Collected data
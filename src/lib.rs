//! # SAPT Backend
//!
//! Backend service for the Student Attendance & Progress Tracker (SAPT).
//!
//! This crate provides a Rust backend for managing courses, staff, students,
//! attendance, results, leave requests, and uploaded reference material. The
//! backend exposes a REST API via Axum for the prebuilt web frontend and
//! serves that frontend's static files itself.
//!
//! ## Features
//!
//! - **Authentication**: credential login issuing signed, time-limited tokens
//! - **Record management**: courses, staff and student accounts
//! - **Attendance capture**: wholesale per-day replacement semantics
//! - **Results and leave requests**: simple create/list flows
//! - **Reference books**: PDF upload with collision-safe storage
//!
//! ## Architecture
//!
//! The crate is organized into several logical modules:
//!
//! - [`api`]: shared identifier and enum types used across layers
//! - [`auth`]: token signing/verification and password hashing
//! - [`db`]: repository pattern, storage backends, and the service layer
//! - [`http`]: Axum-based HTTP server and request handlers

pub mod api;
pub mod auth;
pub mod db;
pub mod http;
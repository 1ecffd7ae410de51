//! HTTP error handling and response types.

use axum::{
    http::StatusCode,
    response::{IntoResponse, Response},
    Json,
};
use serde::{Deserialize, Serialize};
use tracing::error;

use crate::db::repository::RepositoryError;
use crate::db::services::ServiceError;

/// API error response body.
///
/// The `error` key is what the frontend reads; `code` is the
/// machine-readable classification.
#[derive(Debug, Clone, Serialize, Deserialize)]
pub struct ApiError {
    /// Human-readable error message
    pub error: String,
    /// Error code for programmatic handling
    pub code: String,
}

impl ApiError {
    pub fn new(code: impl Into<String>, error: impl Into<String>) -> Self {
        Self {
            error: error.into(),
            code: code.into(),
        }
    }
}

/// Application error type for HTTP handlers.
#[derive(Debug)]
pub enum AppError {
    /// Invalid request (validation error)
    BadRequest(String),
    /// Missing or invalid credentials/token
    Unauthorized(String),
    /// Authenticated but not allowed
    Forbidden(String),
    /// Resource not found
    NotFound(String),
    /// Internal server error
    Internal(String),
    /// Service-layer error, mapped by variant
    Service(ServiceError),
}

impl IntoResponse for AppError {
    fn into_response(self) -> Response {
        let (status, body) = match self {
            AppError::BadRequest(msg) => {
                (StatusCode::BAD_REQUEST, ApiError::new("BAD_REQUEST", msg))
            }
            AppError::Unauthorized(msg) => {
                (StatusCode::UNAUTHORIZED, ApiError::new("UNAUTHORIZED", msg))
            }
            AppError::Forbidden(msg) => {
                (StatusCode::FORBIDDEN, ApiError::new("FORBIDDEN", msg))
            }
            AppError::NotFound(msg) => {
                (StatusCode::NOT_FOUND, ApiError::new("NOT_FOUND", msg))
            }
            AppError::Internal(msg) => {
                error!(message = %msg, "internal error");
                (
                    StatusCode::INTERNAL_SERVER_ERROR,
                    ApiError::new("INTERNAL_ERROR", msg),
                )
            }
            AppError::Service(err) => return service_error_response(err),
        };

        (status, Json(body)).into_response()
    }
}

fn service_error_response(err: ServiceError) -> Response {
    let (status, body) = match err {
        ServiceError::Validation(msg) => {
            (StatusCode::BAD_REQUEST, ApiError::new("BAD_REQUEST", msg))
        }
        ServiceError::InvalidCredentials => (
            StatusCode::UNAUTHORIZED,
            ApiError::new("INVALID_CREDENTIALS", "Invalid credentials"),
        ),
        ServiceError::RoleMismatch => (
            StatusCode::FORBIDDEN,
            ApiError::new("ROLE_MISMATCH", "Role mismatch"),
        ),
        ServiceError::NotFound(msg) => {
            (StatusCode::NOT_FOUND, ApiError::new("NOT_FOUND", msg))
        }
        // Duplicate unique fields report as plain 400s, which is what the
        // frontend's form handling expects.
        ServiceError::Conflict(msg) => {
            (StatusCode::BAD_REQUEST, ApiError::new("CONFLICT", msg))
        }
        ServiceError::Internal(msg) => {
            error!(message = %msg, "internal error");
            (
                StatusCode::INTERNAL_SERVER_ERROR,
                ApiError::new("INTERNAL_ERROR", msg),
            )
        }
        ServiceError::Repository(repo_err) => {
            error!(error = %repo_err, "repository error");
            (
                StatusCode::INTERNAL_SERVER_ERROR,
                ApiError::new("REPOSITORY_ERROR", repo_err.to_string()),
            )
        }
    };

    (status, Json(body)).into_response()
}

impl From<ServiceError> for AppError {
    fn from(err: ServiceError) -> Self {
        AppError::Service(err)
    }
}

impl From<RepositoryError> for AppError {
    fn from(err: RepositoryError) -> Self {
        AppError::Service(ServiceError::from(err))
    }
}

*Task instructions*
An accurate, complete transcription of the records above is needed.

*Your solution*
filename src/lib.rs
//! # SAPT Backend
//!
//! Backend service for the Student Attendance & Progress Tracker (SAPT).
//!
//! This crate provides a Rust backend for managing courses, staff, students,
//! attendance, results, leave requests, and uploaded reference material. The
//! backend exposes a REST API via Axum for the prebuilt web frontend and
//! serves that frontend's static files itself.
//!
//! ## Features
//!
//! - **Authentication**: credential login issuing signed, time-limited tokens
//! - **Record management**: courses, staff and student accounts
//! - **Attendance capture**: wholesale per-day replacement semantics
//! - **Results and leave requests**: simple create/list flows
//! - **Reference books**: PDF upload with collision-safe storage
//!
//! ## Architecture
//!
//! The crate is organized into several logical modules:
//!
//! - [`api`]: shared identifier and enum types used across layers
//! - [`auth`]: token signing/verification and password hashing
//! - [`db`]: repository pattern, storage backends, and the service layer
//! - [`http`]: Axum-based HTTP server and request handlers

pub mod api;
pub mod auth;
pub mod db;
pub mod http;
repository 1ecffd7ae410de51
//! HTTP error handling and response types.

use axum::{
    http::StatusCode,
    response::{IntoResponse, Response},
    Json,
};
use serde::{Deserialize, Serialize};
use tracing::error;

use crate::db::repository::RepositoryError;
use crate::db::services::ServiceError;

/// API error response body.
///
/// The `error` key is what the frontend reads; `code` is the
/// machine-readable classification.
#[derive(Debug, Clone, Serialize, Deserialize)]
pub struct ApiError {
    /// Human-readable error message
    pub error: String,
    /// Error code for programmatic handling
    pub code: String,
}

impl ApiError {
    pub fn new(code: impl Into<String>, error: impl Into<String>) -> Self {
        Self {
            error: error.into(),
            code: code.into(),
        }
    }
}

/// Application error type for HTTP handlers.
#[derive(Debug)]
pub enum AppError {
    /// Invalid request (validation error)
    BadRequest(String),
    /// Missing or invalid credentials/token
    Unauthorized(String),
    /// Authenticated but not allowed
    Forbidden(String),
    /// Resource not found
    NotFound(String),
    /// Internal server error
    Internal(String),
    /// Service-layer error, mapped by variant
    Service(ServiceError),
}

impl IntoResponse for AppError {
    fn into_response(self) -> Response {
        let (status, body) = match self {
            AppError::BadRequest(msg) => {
                (StatusCode::BAD_REQUEST, ApiError::new("BAD_REQUEST", msg))
            }
            AppError::Unauthorized(msg) => {
                (StatusCode::UNAUTHORIZED, ApiError::new("UNAUTHORIZED", msg))
            }
            AppError::Forbidden(msg) => {
                (StatusCode::FORBIDDEN, ApiError::new("FORBIDDEN", msg))
            }
            AppError::NotFound(msg) => {
                (StatusCode::NOT_FOUND, ApiError::new("NOT_FOUND", msg))
            }
            AppError::Internal(msg) => {
                error!(message = %msg, "internal error");
                (
                    StatusCode::INTERNAL_SERVER_ERROR,
                    ApiError::new("INTERNAL_ERROR", msg),
                )
            }
            AppError::Service(err) => return service_error_response(err),
        };

        (status, Json(body)).into_response()
    }
}

fn service_error_response(err: ServiceError) -> Response {
    let (status, body) = match err {
        ServiceError::Validation(msg) => {
            (StatusCode::BAD_REQUEST, ApiError::new("BAD_REQUEST", msg))
        }
        ServiceError::InvalidCredentials => (
            StatusCode::UNAUTHORIZED,
            ApiError::new("INVALID_CREDENTIALS", "Invalid credentials"),
        ),
        ServiceError::RoleMismatch => (
            StatusCode::FORBIDDEN,
            ApiError::new("ROLE_MISMATCH", "Role mismatch"),
        ),
        ServiceError::NotFound(msg) => {
            (StatusCode::NOT_FOUND, ApiError::new("NOT_FOUND", msg))
        }
        // Duplicate unique fields report as plain 400s, which is what the
        // frontend's form handling expects.
        ServiceError::Conflict(msg) => {
            (StatusCode::BAD_REQUEST, ApiError::new("CONFLICT", msg))
        }
        ServiceError::Internal(msg) => {
            error!(message = %msg, "internal error");
            (
                StatusCode::INTERNAL_SERVER_ERROR,
                ApiError::new("INTERNAL_ERROR", msg),
            )
        }
        ServiceError::Repository(repo_err) => {
            error!(error = %repo_err, "repository error");
            (
                StatusCode::INTERNAL_SERVER_ERROR,
                ApiError::new("REPOSITORY_ERROR", repo_err.to_string()),
            )
        }
    };

    (status, Json(body)).into_response()
}

impl From<ServiceError> for AppError {
    fn from(err: ServiceError) -> Self {
        AppError::Service(err)
    }
}

impl From<RepositoryError> for AppError {
    fn from(err: RepositoryError) -> Self {
        AppError::Service(ServiceError::from(err))
    }
}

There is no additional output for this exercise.